START LISTED ENTRIES
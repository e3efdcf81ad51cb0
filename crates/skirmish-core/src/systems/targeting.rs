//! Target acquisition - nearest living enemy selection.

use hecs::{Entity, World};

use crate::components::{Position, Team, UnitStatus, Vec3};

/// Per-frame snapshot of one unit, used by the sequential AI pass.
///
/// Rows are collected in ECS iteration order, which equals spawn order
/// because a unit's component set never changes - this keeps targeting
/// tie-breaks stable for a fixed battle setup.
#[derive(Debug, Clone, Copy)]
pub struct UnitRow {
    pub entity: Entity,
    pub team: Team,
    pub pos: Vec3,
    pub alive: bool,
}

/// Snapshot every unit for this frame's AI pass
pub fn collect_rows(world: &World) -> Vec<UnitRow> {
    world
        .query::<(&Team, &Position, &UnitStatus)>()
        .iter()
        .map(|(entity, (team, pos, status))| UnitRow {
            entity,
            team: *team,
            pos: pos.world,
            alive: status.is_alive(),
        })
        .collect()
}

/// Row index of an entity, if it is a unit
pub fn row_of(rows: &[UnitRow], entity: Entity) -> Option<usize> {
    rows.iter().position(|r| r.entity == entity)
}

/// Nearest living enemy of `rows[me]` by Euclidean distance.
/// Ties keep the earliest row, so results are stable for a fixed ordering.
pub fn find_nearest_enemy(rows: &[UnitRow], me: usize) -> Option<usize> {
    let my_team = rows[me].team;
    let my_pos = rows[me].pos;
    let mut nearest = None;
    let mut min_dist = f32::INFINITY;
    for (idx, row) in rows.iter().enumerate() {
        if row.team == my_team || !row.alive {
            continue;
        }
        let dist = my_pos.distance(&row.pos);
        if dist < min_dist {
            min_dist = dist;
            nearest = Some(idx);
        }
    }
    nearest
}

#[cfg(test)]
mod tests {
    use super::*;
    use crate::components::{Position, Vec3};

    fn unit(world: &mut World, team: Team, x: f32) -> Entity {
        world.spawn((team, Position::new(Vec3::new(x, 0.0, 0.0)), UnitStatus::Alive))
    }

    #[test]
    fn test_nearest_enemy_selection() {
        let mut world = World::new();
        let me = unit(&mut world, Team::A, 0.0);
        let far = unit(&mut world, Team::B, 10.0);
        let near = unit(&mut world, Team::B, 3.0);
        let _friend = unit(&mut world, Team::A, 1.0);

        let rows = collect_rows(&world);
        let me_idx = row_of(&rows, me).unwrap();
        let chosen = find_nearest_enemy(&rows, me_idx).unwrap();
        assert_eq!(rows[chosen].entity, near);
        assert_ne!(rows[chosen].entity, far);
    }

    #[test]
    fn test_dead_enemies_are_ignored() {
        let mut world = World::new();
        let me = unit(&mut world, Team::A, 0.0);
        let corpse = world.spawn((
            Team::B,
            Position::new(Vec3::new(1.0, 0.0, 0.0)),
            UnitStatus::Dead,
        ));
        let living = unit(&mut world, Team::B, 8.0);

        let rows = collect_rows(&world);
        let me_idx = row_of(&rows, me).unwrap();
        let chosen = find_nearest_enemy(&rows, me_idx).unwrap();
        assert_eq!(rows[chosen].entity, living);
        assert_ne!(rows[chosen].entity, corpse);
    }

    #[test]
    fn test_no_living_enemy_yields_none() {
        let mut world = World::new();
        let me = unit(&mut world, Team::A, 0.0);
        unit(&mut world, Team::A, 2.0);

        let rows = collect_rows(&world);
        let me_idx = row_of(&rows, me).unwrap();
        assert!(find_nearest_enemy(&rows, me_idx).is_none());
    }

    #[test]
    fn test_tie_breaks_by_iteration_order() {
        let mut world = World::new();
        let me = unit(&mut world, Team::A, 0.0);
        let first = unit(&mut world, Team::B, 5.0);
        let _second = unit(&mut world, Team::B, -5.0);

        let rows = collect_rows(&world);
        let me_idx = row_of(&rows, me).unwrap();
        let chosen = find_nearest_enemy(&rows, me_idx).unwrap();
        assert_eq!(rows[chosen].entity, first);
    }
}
END LISTED ENTRIES
### WORK INSTRUCTION:
For this exercise, the records above must be returned exactly.

### WRITTEN ANSWER:
repository e3efdcf81ad51cb0
filename crates/skirmish-core/src/systems/targeting.rs
//! Target acquisition - nearest living enemy selection.

use hecs::{Entity, World};

use crate::components::{Position, Team, UnitStatus, Vec3};

/// Per-frame snapshot of one unit, used by the sequential AI pass.
///
/// Rows are collected in ECS iteration order, which equals spawn order
/// because a unit's component set never changes - this keeps targeting
/// tie-breaks stable for a fixed battle setup.
#[derive(Debug, Clone, Copy)]
pub struct UnitRow {
    pub entity: Entity,
    pub team: Team,
    pub pos: Vec3,
    pub alive: bool,
}

/// Snapshot every unit for this frame's AI pass
pub fn collect_rows(world: &World) -> Vec<UnitRow> {
    world
        .query::<(&Team, &Position, &UnitStatus)>()
        .iter()
        .map(|(entity, (team, pos, status))| UnitRow {
            entity,
            team: *team,
            pos: pos.world,
            alive: status.is_alive(),
        })
        .collect()
}

/// Row index of an entity, if it is a unit
pub fn row_of(rows: &[UnitRow], entity: Entity) -> Option<usize> {
    rows.iter().position(|r| r.entity == entity)
}

/// Nearest living enemy of `rows[me]` by Euclidean distance.
/// Ties keep the earliest row, so results are stable for a fixed ordering.
pub fn find_nearest_enemy(rows: &[UnitRow], me: usize) -> Option<usize> {
    let my_team = rows[me].team;
    let my_pos = rows[me].pos;
    let mut nearest = None;
    let mut min_dist = f32::INFINITY;
    for (idx, row) in rows.iter().enumerate() {
        if row.team == my_team || !row.alive {
            continue;
        }
        let dist = my_pos.distance(&row.pos);
        if dist < min_dist {
            min_dist = dist;
            nearest = Some(idx);
        }
    }
    nearest
}

#[cfg(test)]
mod tests {
    use super::*;
    use crate::components::{Position, Vec3};

    fn unit(world: &mut World, team: Team, x: f32) -> Entity {
        world.spawn((team, Position::new(Vec3::new(x, 0.0, 0.0)), UnitStatus::Alive))
    }

    #[test]
    fn test_nearest_enemy_selection() {
        let mut world = World::new();
        let me = unit(&mut world, Team::A, 0.0);
        let far = unit(&mut world, Team::B, 10.0);
        let near = unit(&mut world, Team::B, 3.0);
        let _friend = unit(&mut world, Team::A, 1.0);

        let rows = collect_rows(&world);
        let me_idx = row_of(&rows, me).unwrap();
        let chosen = find_nearest_enemy(&rows, me_idx).unwrap();
        assert_eq!(rows[chosen].entity, near);
        assert_ne!(rows[chosen].entity, far);
    }

    #[test]
    fn test_dead_enemies_are_ignored() {
        let mut world = World::new();
        let me = unit(&mut world, Team::A, 0.0);
        let corpse = world.spawn((
            Team::B,
            Position::new(Vec3::new(1.0, 0.0, 0.0)),
            UnitStatus::Dead,
        ));
        let living = unit(&mut world, Team::B, 8.0);

        let rows = collect_rows(&world);
        let me_idx = row_of(&rows, me).unwrap();
        let chosen = find_nearest_enemy(&rows, me_idx).unwrap();
        assert_eq!(rows[chosen].entity, living);
        assert_ne!(rows[chosen].entity, corpse);
    }

    #[test]
    fn test_no_living_enemy_yields_none() {
        let mut world = World::new();
        let me = unit(&mut world, Team::A, 0.0);
        unit(&mut world, Team::A, 2.0);

        let rows = collect_rows(&world);
        let me_idx = row_of(&rows, me).unwrap();
        assert!(find_nearest_enemy(&rows, me_idx).is_none());
    }

    #[test]
    fn test_tie_breaks_by_iteration_order() {
        let mut world = World::new();
        let me = unit(&mut world, Team::A, 0.0);
        let first = unit(&mut world, Team::B, 5.0);
        let _second = unit(&mut world, Team::B, -5.0);

        let rows = collect_rows(&world);
        let me_idx = row_of(&rows, me).unwrap();
        let chosen = find_nearest_enemy(&rows, me_idx).unwrap();
        assert_eq!(rows[chosen].entity, first);
    }
}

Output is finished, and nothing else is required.